Blair is a Fabian and their view is broadly for a two state solution, which will piss both countries off. Should be fun to watch.
He should have to coordinate this from Gaza. Boots on the ground, remember, Tony!
 
I should also check out the farmers market in town.
You should, but don't assume that every cheese seller there is selling a good product.

I've had some great cheese this way, and also some rotten stuff that I'm sure was just bulk bought crap from a wholesaler and repackaged.

There are some well regarded online cheesemongers.
 
Ben Habib has stated that he would consider joining a political party led by Rupert Lowe. He added that he does not want to be the leader of a political party himself. Is he fucking retarded? Does he even understand Lowe, at all?
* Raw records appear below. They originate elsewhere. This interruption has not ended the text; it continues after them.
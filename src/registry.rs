
use std::collections::BTreeMap;
use std::sync::Arc;

use crate::game::bag::{tile_set, CLASSIC_DISTRIBUTION};
use crate::game::new_game;
use crate::score_rules::{ClassicBonus, EnglishScrabbleScoring};
use crate::{GameState, IdAllocator, Player, PlayerVisibleGameState, RuleSettings, Rules, WordSet};

pub const CLASSIC_RULES_NAME: &str = "Original";

/// What a new game is made of, besides the rules themselves
pub struct NewGameOptions {
    pub players: Vec<Player>,
    pub words: Arc<dyn WordSet>,
    pub word_set_name: String,
    pub accept_invalid_words: bool,
    pub shuffle_seed: u64,
}

/// A kind of game that can be played: board, bonuses, tiles
pub trait RulesProvider: Send + Sync {
    fn name(&self) -> &str;

    /// A game ready to be started, every tile still in the bag
    fn new_game(&self, options: NewGameOptions) -> GameState;

    /// The rules of a stored game, played with `words`
    fn restore_rules(&self, settings: RuleSettings, words: Arc<dyn WordSet>) -> Rules;
}

/// The usual game: 15×15 board with the classic bonuses, 100 english tiles
pub struct ClassicRules;

impl RulesProvider for ClassicRules {
    fn name(&self) -> &str {
        CLASSIC_RULES_NAME
    }

    fn new_game(&self, options: NewGameOptions) -> GameState {
        let settings = RuleSettings {
            name: CLASSIC_RULES_NAME.to_owned(),
            word_set_name: options.word_set_name,
            accept_invalid_words: options.accept_invalid_words,
            ..RuleSettings::default()
        };
        let rules = Rules::new(settings, Arc::new(ClassicBonus), options.words);
        let bag = tile_set(&mut IdAllocator::new(), &CLASSIC_DISTRIBUTION, &EnglishScrabbleScoring);
        new_game(rules, options.players, bag, options.shuffle_seed)
    }

    fn restore_rules(&self, mut settings: RuleSettings, words: Arc<dyn WordSet>) -> Rules {
        if settings.name.is_empty() {
            settings.name = CLASSIC_RULES_NAME.to_owned();
        }
        Rules::new(settings, Arc::new(ClassicBonus), words)
    }
}

#[derive(Debug, thiserror::Error)]
pub enum RegistryError {
    #[error("unknown rules {0:?}")]
    UnknownRules(String),
}

/// The kinds of game that can be played, by name
#[derive(Default)]
pub struct RulesRegistry {
    providers: BTreeMap<String, Arc<dyn RulesProvider>>,
}

impl RulesRegistry {
    pub fn new() -> Self {
        Self::default()
    }

    pub fn with_defaults() -> Self {
        let mut registry = Self::new();
        registry.register(Arc::new(ClassicRules));
        registry
    }

    pub fn register(&mut self, provider: Arc<dyn RulesProvider>) {
        self.providers.insert(provider.name().to_owned(), provider);
    }

    pub fn get(&self, name: &str) -> Result<Arc<dyn RulesProvider>, RegistryError> {
        self.providers.get(name)
            .cloned()
            .ok_or_else(|| RegistryError::UnknownRules(name.to_owned()))
    }

    pub fn names(&self) -> impl Iterator<Item=&str> {
        self.providers.keys().map(String::as_str)
    }

    /// Rules of a stored game, found by the name in its settings; games stored
    /// without a name are classic ones
    fn restore_rules(&self, settings: RuleSettings, words: Arc<dyn WordSet>) -> Result<Rules, RegistryError> {
        let provider = if settings.name.is_empty() {
            self.get(CLASSIC_RULES_NAME)?
        } else {
            self.get(&settings.name)?
        };
        Ok(provider.restore_rules(settings, words))
    }

    pub fn restore_game(&self, persisted: GameState<RuleSettings>, words: Arc<dyn WordSet>) -> Result<GameState, RegistryError> {
        let rules = self.restore_rules(persisted.rules.clone(), words)?;
        Ok(persisted.map_rules(|_| rules))
    }

    pub fn restore_view(
        &self,
        persisted: PlayerVisibleGameState<RuleSettings>,
        words: Arc<dyn WordSet>,
    ) -> Result<PlayerVisibleGameState, RegistryError> {
        let rules = self.restore_rules(persisted.rules.clone(), words)?;
        Ok(persisted.map_rules(|_| rules))
    }
}


#[cfg(test)]
mod tests {
    use super::*;
    use crate::game::{game_state_visible_to_player, start_game};
    use crate::test_utils::word_set;
    use crate::{CellBonus, Position, PlayerToMove};

    fn options(seed: u64) -> NewGameOptions {
        NewGameOptions {
            players: vec![Player::new("woof", "Lucy"), Player::new("meow", "Jack"), Player::new("purr", "Tom")],
            words: Arc::new(word_set(&["pup"])),
            word_set_name: "tiny".to_owned(),
            accept_invalid_words: false,
            shuffle_seed: seed,
        }
    }

    #[test]
    fn classic_new_game_is_ready_to_start() {
        let gs = ClassicRules.new_game(options(3));
        assert_eq!(gs.rules.settings.name, CLASSIC_RULES_NAME);
        assert_eq!(gs.rules.settings.word_set_name, "tiny");
        assert_eq!(gs.rules.tray_size(), 7);
        assert_eq!(gs.rules.cell_bonus(Position::new(0, 0)), Some(CellBonus::Word(3)));
        assert!(gs.rules.is_valid_word("pup"));
        assert_eq!(gs.bag.len(), 100);
        assert_eq!(gs.trays, vec![vec![], vec![], vec![]]);
        assert_eq!(gs.scores, vec![0, 0, 0]);
        assert_eq!(gs.player_to_move, PlayerToMove::Player(0));
        assert_eq!(gs.shuffle_seed, 3);
    }

    #[test]
    fn restores_a_stored_game() {
        let gs = start_game(ClassicRules.new_game(options(3)));
        let json = serde_json::to_string(&gs.to_persisted()).unwrap();
        let persisted: GameState<RuleSettings> = serde_json::from_str(&json).unwrap();

        let registry = RulesRegistry::with_defaults();
        let restored = registry.restore_game(persisted, Arc::new(word_set(&["pup"]))).unwrap();
        assert_eq!(restored, gs);
        assert!(restored.rules.is_valid_word("pup"));
        assert_eq!(restored.rules.cell_bonus(Position::new(7, 7)), Some(CellBonus::Word(2)));

        let view = serde_json::to_string(&game_state_visible_to_player(&gs.to_persisted(), 2)).unwrap();
        let view = registry.restore_view(serde_json::from_str(&view).unwrap(), Arc::new(word_set(&[]))).unwrap();
        assert_eq!(view.my_tray, gs.trays[2]);
        assert!(!view.rules.is_valid_word("pup"));
    }

    #[test]
    fn rejects_unknown_rules() {
        let registry = RulesRegistry::with_defaults();
        assert_eq!(registry.names().collect::<Vec<_>>(), vec![CLASSIC_RULES_NAME]);
        assert!(registry.get(CLASSIC_RULES_NAME).is_ok());

        let mut persisted = start_game(ClassicRules.new_game(options(1))).to_persisted();
        persisted.rules.name = "Speed".to_owned();
        match registry.restore_game(persisted, Arc::new(word_set(&[]))) {
            Err(RegistryError::UnknownRules(name)) => assert_eq!(name, "Speed"),
            Ok(_) => panic!("restored a game with unknown rules"),
        }
    }
}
Another defection to Reform in the works - MP Andrew Rosindell, Conservative for Romford.
MP Andrew Rosindell has reached an agreement to defect to Reform UK.The Romford Member of Parliament has come to an arrangement with Reform UK leader Nigel Farage regarding his defection to the party. Negotiations between the two have been ongoing for several months. Mr. Rosindell was expected to switch parties a few months ago but had to postpone due to an issue concerning his constituency office. The MP is working to secure ownership of his constituency office, a process he nearly completed several months ago, but the agreement was ultimately not finalised. The property is currently owned by the Conservative Party and holds significant importance for him. Mr. Farage has agreed to make an exception, allowing Mr. Rosindell to finalise his defection after the May 7 deadline if he has not secured ownership of Margaret Thatcher House by that date. Sources close to both Mr. Rosindell and Mr. Farage suggest that the defection could now occur within a matter of weeks.

Via the Financial Times - companies leaving the UK because of inheritance tax.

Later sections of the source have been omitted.